*TASK STATEMENT*:
Every line of the material must be set down again without alteration.

DATASET EXTRACT section start

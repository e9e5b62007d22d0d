//! Mapping von UI- und Dienst-Intents auf mutierende App-Commands.

use super::messages;
use super::{AppCommand, AppIntent, MapSession};
use crate::core::MarkerKey;

/// Übersetzt einen `AppIntent` in eine Sequenz ausführbarer `AppCommand`s.
pub fn map_intent_to_commands(session: &MapSession, intent: AppIntent) -> Vec<AppCommand> {
    match intent {
        AppIntent::StartupRequested => vec![
            AppCommand::CenterDefaultView,
            AppCommand::LoadMarkers,
            AppCommand::ReconcileOverlays,
            AppCommand::RequestGeolocation,
        ],
        AppIntent::MapClicked { position } => {
            if session.markers.contains(position.key()) {
                vec![AppCommand::NotifyUser {
                    message: messages::DUPLICATE_MARKER.to_string(),
                }]
            } else {
                vec![AppCommand::ConfirmAddMarker { position }]
            }
        }
        AppIntent::MarkerListItemClicked { key } | AppIntent::OverlayActivated { key } => {
            route_to_marker(session, key)
        }
        AppIntent::DeleteMarkerRequested { key } => {
            if session.markers.contains(key) {
                vec![AppCommand::ConfirmDeleteMarker { key }]
            } else {
                log::debug!("Löschen ignoriert: kein Marker bei {}", key);
                vec![]
            }
        }
        AppIntent::RouteDismissed => vec![AppCommand::ClearRoute],
        AppIntent::PlaceNameResolved { request, outcome } => {
            let fallback = &session.options.fallback_place_label;
            let name = match outcome {
                Ok(name) if !name.trim().is_empty() => name,
                Ok(_) => fallback.clone(),
                Err(reason) => {
                    log::warn!("Namensauflösung fehlgeschlagen, verwende '{}': {}", fallback, reason);
                    fallback.clone()
                }
            };
            vec![AppCommand::CompleteAddMarker { request, name }]
        }
        AppIntent::RouteFound { ticket, route } => {
            vec![AppCommand::ApplyRouteFound { ticket, route }]
        }
        AppIntent::RoutingFailed { ticket, reason } => {
            vec![AppCommand::ApplyRoutingFailure { ticket, reason }]
        }
        AppIntent::GeolocationResolved { position } => {
            if session.user_location.is_some() {
                log::debug!("Weitere Standortmeldung ignoriert: {}", position);
                vec![]
            } else if !position.is_finite() {
                vec![AppCommand::MarkGeolocationUnavailable {
                    reason: format!("ungültige Position gemeldet: {position}"),
                }]
            } else {
                vec![AppCommand::SetUserLocation { position }]
            }
        }
        AppIntent::GeolocationFailed { reason } => {
            vec![AppCommand::MarkGeolocationUnavailable { reason }]
        }
    }
}

fn route_to_marker(session: &MapSession, key: MarkerKey) -> Vec<AppCommand> {
    let Some(marker) = session.markers.get(key) else {
        log::debug!("Route ignoriert: kein Marker bei {}", key);
        return vec![];
    };
    match session.user_location {
        Some(from) => vec![AppCommand::RequestRoute {
            from,
            to: marker.position(),
            label: marker.name.clone(),
        }],
        None => vec![AppCommand::NotifyUser {
            message: messages::LOCATION_PENDING.to_string(),
        }],
    }
}
//! AppIntent- und AppCommand-Enums für den Intent/Command-Datenfluss.

mod command;
mod intent;

pub use command::AppCommand;
pub use intent::AppIntent;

DATASET EXTRACT section end

*RESULT*:
repository e9e5b62007d22d0d
//! Mapping von UI- und Dienst-Intents auf mutierende App-Commands.

use super::messages;
use super::{AppCommand, AppIntent, MapSession};
use crate::core::MarkerKey;

/// Übersetzt einen `AppIntent` in eine Sequenz ausführbarer `AppCommand`s.
pub fn map_intent_to_commands(session: &MapSession, intent: AppIntent) -> Vec<AppCommand> {
    match intent {
        AppIntent::StartupRequested => vec![
            AppCommand::CenterDefaultView,
            AppCommand::LoadMarkers,
            AppCommand::ReconcileOverlays,
            AppCommand::RequestGeolocation,
        ],
        AppIntent::MapClicked { position } => {
            if session.markers.contains(position.key()) {
                vec![AppCommand::NotifyUser {
                    message: messages::DUPLICATE_MARKER.to_string(),
                }]
            } else {
                vec![AppCommand::ConfirmAddMarker { position }]
            }
        }
        AppIntent::MarkerListItemClicked { key } | AppIntent::OverlayActivated { key } => {
            route_to_marker(session, key)
        }
        AppIntent::DeleteMarkerRequested { key } => {
            if session.markers.contains(key) {
                vec![AppCommand::ConfirmDeleteMarker { key }]
            } else {
                log::debug!("Löschen ignoriert: kein Marker bei {}", key);
                vec![]
            }
        }
        AppIntent::RouteDismissed => vec![AppCommand::ClearRoute],
        AppIntent::PlaceNameResolved { request, outcome } => {
            let fallback = &session.options.fallback_place_label;
            let name = match outcome {
                Ok(name) if !name.trim().is_empty() => name,
                Ok(_) => fallback.clone(),
                Err(reason) => {
                    log::warn!("Namensauflösung fehlgeschlagen, verwende '{}': {}", fallback, reason);
                    fallback.clone()
                }
            };
            vec![AppCommand::CompleteAddMarker { request, name }]
        }
        AppIntent::RouteFound { ticket, route } => {
            vec![AppCommand::ApplyRouteFound { ticket, route }]
        }
        AppIntent::RoutingFailed { ticket, reason } => {
            vec![AppCommand::ApplyRoutingFailure { ticket, reason }]
        }
        AppIntent::GeolocationResolved { position } => {
            if session.user_location.is_some() {
                log::debug!("Weitere Standortmeldung ignoriert: {}", position);
                vec![]
            } else if !position.is_finite() {
                vec![AppCommand::MarkGeolocationUnavailable {
                    reason: format!("ungültige Position gemeldet: {position}"),
                }]
            } else {
                vec![AppCommand::SetUserLocation { position }]
            }
        }
        AppIntent::GeolocationFailed { reason } => {
            vec![AppCommand::MarkGeolocationUnavailable { reason }]
        }
    }
}

fn route_to_marker(session: &MapSession, key: MarkerKey) -> Vec<AppCommand> {
    let Some(marker) = session.markers.get(key) else {
        log::debug!("Route ignoriert: kein Marker bei {}", key);
        return vec![];
    };
    match session.user_location {
        Some(from) => vec![AppCommand::RequestRoute {
            from,
            to: marker.position(),
            label: marker.name.clone(),
        }],
        None => vec![AppCommand::NotifyUser {
            message: messages::LOCATION_PENDING.to_string(),
        }],
    }
}
//! AppIntent- und AppCommand-Enums für den Intent/Command-Datenfluss.

mod command;
mod intent;

pub use command::AppCommand;
pub use intent::AppIntent;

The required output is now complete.